And Caesar, who nearly always won, who had brought goodness and marble to a stoned, apocalyptic landscape, with his presence his forces formed equivalently. Flanks against separation and firepower... the stalemate remained inevitable.
Knowing that the morale of his men would deteriorate without progress, Caesar unleashed the full strength of his remaining reinforcements, and led a vanguard of his veterans legion to the center, and whilst the squares remained distracted by cavalry, they were shattered by the strength of a concentrated legion.
Alas, effects may have occurred, had it not been for the decimation of the legion by the power of Lucius's polybolos. Yet suddenly, once significant casualties had fallen, was there the dispatch of such machines by the presence of a swarm of mechanical gargoyles.

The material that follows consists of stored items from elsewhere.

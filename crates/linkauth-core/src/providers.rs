//! Static descriptors for the supported providers.

use std::borrow::Cow;

use url::Url;

use crate::auth::{
    AuthStrategy, CookieStrategy, OAuth1Endpoints, OAuth1Placement, OAuth1Strategy, OAuth2Strategy,
    OAuthClient, OAuthEndpoints, SignatureMethod, TokenLocation,
};

/// How a provider authenticates, with the endpoints its login flow needs.
#[derive(Debug, Clone)]
pub enum AuthScheme {
    OAuth1 {
        placement: OAuth1Placement,
        method: SignatureMethod,
        request_token_url: &'static str,
        authorize_url: &'static str,
        access_token_url: &'static str,
    },
    OAuth2 {
        location: TokenLocation,
        authorize_url: &'static str,
        token_url: &'static str,
        default_scopes: &'static [&'static str],
    },
    Cookie {
        login_url: &'static str,
        cookies_domain: &'static str,
        session_cookie: &'static str,
        csrf_cookie: Option<&'static str>,
        csrf_header: Option<&'static str>,
        /// Pages that indicate a finished login when no redirect URL exists.
        /// Entries match exactly, ignoring query and fragment; a trailing `*` matches by prefix.
        success_pages: &'static [&'static str],
    },
}

/// Static per-provider configuration.
#[derive(Debug, Clone)]
pub struct ProviderDescriptor {
    pub id: &'static str,
    pub name: &'static str,
    pub api_base_url: &'static str,
    pub scheme: AuthScheme,
    /// Sent on every call (API version pins, media types).
    pub fixed_headers: &'static [(&'static str, &'static str)],
    /// Added to every call's parameters, before signing.
    pub fixed_params: &'static [(&'static str, &'static str)],
    /// Header that carries the account's `app_id`, when the provider wants one.
    pub app_id_header: Option<&'static str>,
    /// JSON pointers checked, in order, for an error message on non-2xx responses.
    pub error_paths: &'static [&'static str],
}

impl ProviderDescriptor {
    pub fn kind_name(&self) -> &'static str {
        match self.scheme {
            AuthScheme::OAuth1 { .. } => "oauth1",
            AuthScheme::OAuth2 { .. } => "oauth2",
            AuthScheme::Cookie { .. } => "cookie",
        }
    }

    pub fn api_base(&self) -> Result<Url, url::ParseError> {
        Url::parse(self.api_base_url)
    }

    /// Strategy for this provider. `oauth` enables OAuth2 refresh and is ignored for other
    /// schemes.
    pub fn strategy(&self, oauth: Option<OAuthClient>) -> AuthStrategy {
        match &self.scheme {
            AuthScheme::OAuth1 {
                placement, method, ..
            } => AuthStrategy::OAuth1(OAuth1Strategy {
                placement: *placement,
                method: *method,
            }),
            AuthScheme::OAuth2 { location, .. } => AuthStrategy::OAuth2(OAuth2Strategy {
                location: location.clone(),
                oauth,
            }),
            AuthScheme::Cookie { csrf_header, .. } => AuthStrategy::Cookie(CookieStrategy {
                csrf_header: csrf_header.map(Cow::Borrowed),
            }),
        }
    }

    pub fn oauth_endpoints(&self) -> Result<Option<OAuthEndpoints>, url::ParseError> {
        match &self.scheme {
            AuthScheme::OAuth2 {
                authorize_url,
                token_url,
                ..
            } => Ok(Some(OAuthEndpoints {
                authorization_url: Url::parse(authorize_url)?,
                token_url: Url::parse(token_url)?,
            })),
            _ => Ok(None),
        }
    }

    pub fn oauth1_endpoints(&self) -> Result<Option<OAuth1Endpoints>, url::ParseError> {
        match &self.scheme {
            AuthScheme::OAuth1 {
                request_token_url,
                authorize_url,
                access_token_url,
                ..
            } => Ok(Some(OAuth1Endpoints {
                request_token_url: Url::parse(request_token_url)?,
                authorize_url: Url::parse(authorize_url)?,
                access_token_url: Url::parse(access_token_url)?,
            })),
            _ => Ok(None),
        }
    }

    pub fn default_scopes(&self) -> &'static [&'static str] {
        match self.scheme {
            AuthScheme::OAuth2 { default_scopes, .. } => default_scopes,
            _ => &[],
        }
    }

    /// Environment variable prefix for client credentials, e.g. `LINKAUTH_GITHUB`.
    pub fn env_prefix(&self) -> String {
        format!("LINKAUTH_{}", self.id.to_ascii_uppercase())
    }
}

/// Error locations tried after a provider's own list.
pub const DEFAULT_ERROR_PATHS: &[&str] = &["/meta/errorDetail", "/message", "/title", "/detail", "/error"];

static PROVIDERS: [ProviderDescriptor; 13] = [
    ProviderDescriptor {
        id: "github",
        name: "GitHub",
        api_base_url: "https://api.github.com",
        scheme: AuthScheme::OAuth2 {
            location: TokenLocation::Header,
            authorize_url: "https://github.com/login/oauth/authorize",
            token_url: "https://github.com/login/oauth/access_token",
            default_scopes: &["read:user"],
        },
        fixed_headers: &[
            ("Accept", "application/vnd.github+json"),
            ("X-GitHub-Api-Version", "2022-11-28"),
        ],
        fixed_params: &[],
        app_id_header: None,
        error_paths: &["/message"],
    },
    ProviderDescriptor {
        id: "reddit",
        name: "Reddit",
        api_base_url: "https://oauth.reddit.com",
        scheme: AuthScheme::OAuth2 {
            location: TokenLocation::Header,
            authorize_url: "https://www.reddit.com/api/v1/authorize.compact",
            token_url: "https://www.reddit.com/api/v1/access_token",
            default_scopes: &["identity", "read"],
        },
        fixed_headers: &[],
        fixed_params: &[("raw_json", "1")],
        app_id_header: None,
        error_paths: &["/message", "/error"],
    },
    ProviderDescriptor {
        id: "twitter",
        name: "Twitter",
        api_base_url: "https://api.twitter.com/1.1",
        scheme: AuthScheme::OAuth1 {
            placement: OAuth1Placement::Header,
            method: SignatureMethod::HmacSha1,
            request_token_url: "https://api.twitter.com/oauth/request_token",
            authorize_url: "https://api.twitter.com/oauth/authorize",
            access_token_url: "https://api.twitter.com/oauth/access_token",
        },
        fixed_headers: &[],
        fixed_params: &[],
        app_id_header: None,
        error_paths: &["/errors", "/error"],
    },
    ProviderDescriptor {
        id: "tumblr",
        name: "Tumblr",
        api_base_url: "https://api.tumblr.com/v2",
        scheme: AuthScheme::OAuth1 {
            placement: OAuth1Placement::Header,
            method: SignatureMethod::HmacSha1,
            request_token_url: "https://www.tumblr.com/oauth/request_token",
            authorize_url: "https://www.tumblr.com/oauth/authorize",
            access_token_url: "https://www.tumblr.com/oauth/access_token",
        },
        fixed_headers: &[],
        fixed_params: &[],
        app_id_header: None,
        error_paths: &["/errors", "/meta/msg"],
    },
    ProviderDescriptor {
        id: "flickr",
        name: "Flickr",
        api_base_url: "https://api.flickr.com/services/rest",
        scheme: AuthScheme::OAuth1 {
            placement: OAuth1Placement::Query,
            method: SignatureMethod::HmacSha1,
            request_token_url: "https://www.flickr.com/services/oauth/request_token",
            authorize_url: "https://www.flickr.com/services/oauth/authorize",
            access_token_url: "https://www.flickr.com/services/oauth/access_token",
        },
        fixed_headers: &[],
        fixed_params: &[("format", "json"), ("nojsoncallback", "1")],
        app_id_header: None,
        error_paths: &["/message"],
    },
    ProviderDescriptor {
        id: "pinterest",
        name: "Pinterest",
        api_base_url: "https://api.pinterest.com/v5",
        scheme: AuthScheme::OAuth2 {
            location: TokenLocation::Header,
            authorize_url: "https://www.pinterest.com/oauth/",
            token_url: "https://api.pinterest.com/v5/oauth/token",
            default_scopes: &["user_accounts:read", "boards:read", "pins:read"],
        },
        fixed_headers: &[],
        fixed_params: &[],
        app_id_header: None,
        error_paths: &["/message", "/error/message"],
    },
    ProviderDescriptor {
        id: "foursquare",
        name: "Foursquare",
        api_base_url: "https://api.foursquare.com/v2",
        scheme: AuthScheme::OAuth2 {
            location: TokenLocation::Query(Cow::Borrowed("oauth_token")),
            authorize_url: "https://foursquare.com/oauth2/authenticate",
            token_url: "https://foursquare.com/oauth2/access_token",
            default_scopes: &[],
        },
        fixed_headers: &[],
        fixed_params: &[("v", "20231010")],
        app_id_header: None,
        error_paths: &["/meta/errorDetail", "/meta/errorType"],
    },
    ProviderDescriptor {
        id: "twitch",
        name: "Twitch",
        api_base_url: "https://api.twitch.tv/helix",
        scheme: AuthScheme::OAuth2 {
            location: TokenLocation::Header,
            authorize_url: "https://id.twitch.tv/oauth2/authorize",
            token_url: "https://id.twitch.tv/oauth2/token",
            default_scopes: &["user:read:email"],
        },
        fixed_headers: &[],
        fixed_params: &[],
        app_id_header: Some("Client-Id"),
        error_paths: &["/message", "/error"],
    },
    ProviderDescriptor {
        id: "instagram",
        name: "Instagram",
        api_base_url: "https://i.instagram.com/api/v1",
        scheme: AuthScheme::Cookie {
            login_url: "https://www.instagram.com/accounts/login/",
            cookies_domain: ".instagram.com",
            session_cookie: "sessionid",
            csrf_cookie: Some("csrftoken"),
            csrf_header: Some("X-CSRFToken"),
            success_pages: &[
                "https://www.instagram.com/",
                "https://www.instagram.com/accounts/onetap/*",
            ],
        },
        fixed_headers: &[],
        fixed_params: &[],
        app_id_header: Some("X-IG-App-ID"),
        error_paths: &["/message", "/feedback_message"],
    },
    ProviderDescriptor {
        id: "dribbble",
        name: "Dribbble",
        api_base_url: "https://api.dribbble.com/v2",
        scheme: AuthScheme::OAuth2 {
            location: TokenLocation::Header,
            authorize_url: "https://dribbble.com/oauth/authorize",
            token_url: "https://dribbble.com/oauth/token",
            default_scopes: &["public"],
        },
        fixed_headers: &[],
        fixed_params: &[],
        app_id_header: None,
        error_paths: &["/message", "/errors"],
    },
    ProviderDescriptor {
        id: "deviantart",
        name: "DeviantArt",
        api_base_url: "https://www.deviantart.com/api/v1/oauth2",
        scheme: AuthScheme::OAuth2 {
            location: TokenLocation::Query(Cow::Borrowed("access_token")),
            authorize_url: "https://www.deviantart.com/oauth2/authorize",
            token_url: "https://www.deviantart.com/oauth2/token",
            default_scopes: &["browse", "user"],
        },
        fixed_headers: &[],
        fixed_params: &[("mature_content", "false")],
        app_id_header: None,
        error_paths: &["/error_description", "/error"],
    },
    ProviderDescriptor {
        id: "imgur",
        name: "Imgur",
        api_base_url: "https://api.imgur.com/3",
        scheme: AuthScheme::OAuth2 {
            location: TokenLocation::Header,
            authorize_url: "https://api.imgur.com/oauth2/authorize",
            token_url: "https://api.imgur.com/oauth2/token",
            default_scopes: &[],
        },
        fixed_headers: &[],
        fixed_params: &[],
        app_id_header: None,
        error_paths: &["/data/error"],
    },
    ProviderDescriptor {
        id: "unsplash",
        name: "Unsplash",
        api_base_url: "https://api.unsplash.com",
        scheme: AuthScheme::OAuth2 {
            location: TokenLocation::Header,
            authorize_url: "https://unsplash.com/oauth/authorize",
            token_url: "https://unsplash.com/oauth/token",
            default_scopes: &["public"],
        },
        fixed_headers: &[("Accept-Version", "v1")],
        fixed_params: &[],
        app_id_header: None,
        error_paths: &["/errors"],
    },
];

pub fn all() -> &'static [ProviderDescriptor] {
    &PROVIDERS
}

/// Case-insensitive lookup by provider id.
pub fn find(id: &str) -> Option<&'static ProviderDescriptor> {
    PROVIDERS
        .iter()
        .find(|provider| provider.id.eq_ignore_ascii_case(id))
}
mod cookies;
mod credential;
mod credential_store;
mod error;
mod oauth;
mod oauth1;
mod orchestrator;
mod pkce;
mod retry;
mod strategy;
pub(crate) mod utils;
mod web_flow;

pub use cookies::{CookieJar, CookieJarError, MemoryCookieJar, ScopedCookieJar};
pub use credential::{AuthKind, BrowserIdentity, BrowserMode, Cookie, Credential, InvalidBrowserMode};
pub use credential_store::{CredentialStore, FileCredentialStore};
pub use error::{AuthError, StorageError};
pub use oauth::{OAuthClient, OAuthConfig, OAuthEndpoints, TokenGrant};
pub use oauth1::{
    authorization_header, normalized_parameters, normalized_url, percent_encode,
    signature_base_string, AccessTokenResponse, OAuth1Client, OAuth1Endpoints, OAuth1Placement,
    OAuth1Signer, SignatureMethod, TemporaryCredentials,
};
pub use orchestrator::{AccountManager, LoginAttempt, LoginSecret};
pub use pkce::PkcePair;
pub use retry::PollPolicy;
pub use strategy::{
    AuthStrategy, Authorizer, CookieStrategy, OAuth1Strategy, OAuth2Strategy, TokenLocation,
};
pub use web_flow::{
    evaluate_redirect, extract_flow_error, parse_callback_parameters, AuthPayload, CancelHandle,
    CookieSessionRule, NavigationEvent, WebAuthFlowController, WebAuthRequest, WebAuthState,
    WebView,
};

Black, gray, hideous automatons of cursed magic from Lucius's perspective; angels from others, Caesar never had a taboo against the orthodox. And then came the artillery charge of the God Engines and the coming of transport, and suddenly the attack gained strength.
It was a strong one, led by a large majority of Caesar's forces, consisting of perhaps fifteen thousand, those of Psionics and holy flame, standard bearing Aquillas and transport vans, it was an unyielding advance, and nothing would stay its wrath.
But to Lucius, it was too late, and from here he refused. He refused to lose, for he knew his cause as perfect, his enemy the deserver of all damnation, the despot who had destroyed cultures and stripped communities. And so, he summoned the great Portal of orc-goblins, the supreme manifestation of will and supremacy, and they dost all the stones of the sky be shattered. Yet it was not enough.
The cadre moved deeper, cutting through the endless lines as a knife cuts through butter, for they were the veterans of dozens of battles, and they were unphased by all that crossed their path. And it was there that Caesar met Lucius, and the general met the general.
Lucius could not flee from battle, as with the singular loss, Caesar would reconquer his newfound republic, and all would have been lost. And so he stood there, accepting his fate. Caesar and his remaining cohort, for the rest of his force and fallen did not turn to the remaining forty thousand soldiers around them, and so, accepting their fate as a part of history, moved forward.
And when they saw each other, they saw the other, unconvinced, fully believing that he was right, and that the world was burning against them. For Nepos lay in hiding, and Gnaeus as well. Who would then govern Second Rome, that could defend it from the multitudes of pain it would receive? And as Caesar was dragged down by the masses of orcs that surrounded him, so too was Lucius, who was tackled and knocked out with a shield.
At this time, Concortamus begged for the parley and withdrawal of both generals. "Both men, lay down your armies and weapons! Tis not how this battle should end, both of its leaders at the forefront, both of them slain. Yet I.."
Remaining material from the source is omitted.